Photo: Andrei Margulescu, Mihai Dutescu
The title already says quite a lot about this house. Without considering any pictures or plans, let’s try to make an imagination exercise: how would any of us design, if we were to do it, a house next to the Metropolitan Palace (the siege of the Romanian Patriarchy)? It would be an architecture discreet enough not to aggress such a vicinity, humble, we would refrain from free gestures, maybe someone up in the skies would draw our attention, or – on the contrary – we would actually search for a contemporary expression, up to something deliberately contrasting and contradictory. Or maybe it would be a little bit of all, for the wisest ones.
Built on an almost impossible site, of 86 sq. m., the house we are presenting hereunder displays first of all a very urban presence. It sustains an urban front – that which remained undemolished from the neighborhood around the Metropolitan Hill. At the same time, this house could look strange for the recent Bucharest architecture, which – in the best case – seems to endlessly reiterate the neo-modernist idiom, the same typologies, the same image (actually altered as to the 30’s original), the same details and materials; in the end, the same block-houses. This time yet, a house displaying a completely different nature.

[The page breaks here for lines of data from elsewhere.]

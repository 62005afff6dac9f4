//! Connectivity lifecycle: station link, setup portal and the state machine
//! that arbitrates between them.

mod manager;

pub use manager::{ConnectionAttempt, ConnectivityManager, ConnectivitySettings, PortalSession};

use core::net::Ipv4Addr;

use heapless::String;

use crate::config::{Credentials, SSID_MAX_LEN};

/// User-visible connectivity state. Exactly one is active at a time.
#[derive(Debug, Clone, Copy, PartialEq, Eq, Hash)]
pub enum ConnectivityState {
    Connecting,
    Connected,
    Portal,
    Error,
}

impl ConnectivityState {
    /// Text shown inside the status pill
    pub const fn label(self) -> &'static str {
        match self {
            ConnectivityState::Connecting => "CONNECTING",
            ConnectivityState::Connected => "CONNECTED",
            ConnectivityState::Portal => "SETUP PORTAL",
            ConnectivityState::Error => "ERROR",
        }
    }
}

/// Low-level status as reported by the radio driver
#[derive(Debug, Clone, Copy, PartialEq, Eq, Hash)]
pub enum LinkStatus {
    Idle,
    NoSsidAvailable,
    ScanCompleted,
    Connected,
    /// Association or authentication was rejected
    ConnectFailed,
    ConnectionLost,
    Disconnected,
    Unknown,
}

impl LinkStatus {
    pub const fn label(self) -> &'static str {
        match self {
            LinkStatus::Idle => "IDLE",
            LinkStatus::NoSsidAvailable => "NO SSID",
            LinkStatus::ScanCompleted => "SCAN DONE",
            LinkStatus::Connected => "CONNECTED",
            LinkStatus::ConnectFailed => "AUTH FAIL",
            LinkStatus::ConnectionLost => "LOST",
            LinkStatus::Disconnected => "DISCONNECTED",
            LinkStatus::Unknown => "UNKNOWN",
        }
    }
}

/// Station-mode radio.
///
/// `begin_connect` must return immediately; progress is observed by polling
/// [`StationLink::status`] from the control loop.
pub trait StationLink {
    /// Start joining a network. `None` means "use whatever the driver has
    /// stored".
    fn begin_connect(&mut self, credentials: Option<&Credentials>);

    /// Name the station registers under (DHCP/mDNS). Applied before every
    /// connection attempt.
    fn set_hostname(&mut self, name: &str);

    fn status(&self) -> LinkStatus;

    /// Signal strength in dBm; only meaningful while connected
    fn rssi(&self) -> i32;

    fn ssid(&self) -> String<SSID_MAX_LEN>;

    fn local_address(&self) -> Option<Ipv4Addr>;

    fn set_power_save(&mut self, enabled: bool);
}

/// Fallback access point with a captive web server for entering credentials.
pub trait SetupPortal {
    /// Bring up the AP and web server without blocking.
    fn start(&mut self, ap_name: &str, password: Option<&str>);

    /// Serve pending HTTP/DNS requests. Called once per control loop tick.
    fn process(&mut self);

    fn stop(&mut self);

    /// Wipe stored network credentials
    fn erase_credentials(&mut self);
}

Right beside the old ensemble, this house takes its resources from the Balkan architecture, the urban vernacular, from a relatively dense tissue, with a compact street cornice, picturesque, white, clothed in smooth slopes, with eaves coated with wood, with foyer, small windows, with interior sitting places displayed all along the windows, and so on. Besides, completely atypical materials and details compared to everything that we currently see being built: copper skins, with similar chutes, gargoyles and pipes, massive oak wood for the interior, “real” details, with cu bung and notch, brass railings, or stairs lacking any railing, double height living directly facing the opposite palace, woolen carpets, and partially rustic, partially modern furniture, icons and a wonderful collection of religious seals, which remind of Horia Bernea’s interiors from the Romanian Peasant Museum. Overall, an incredible atmosphere, hard to describe by images or words, so close to the city center.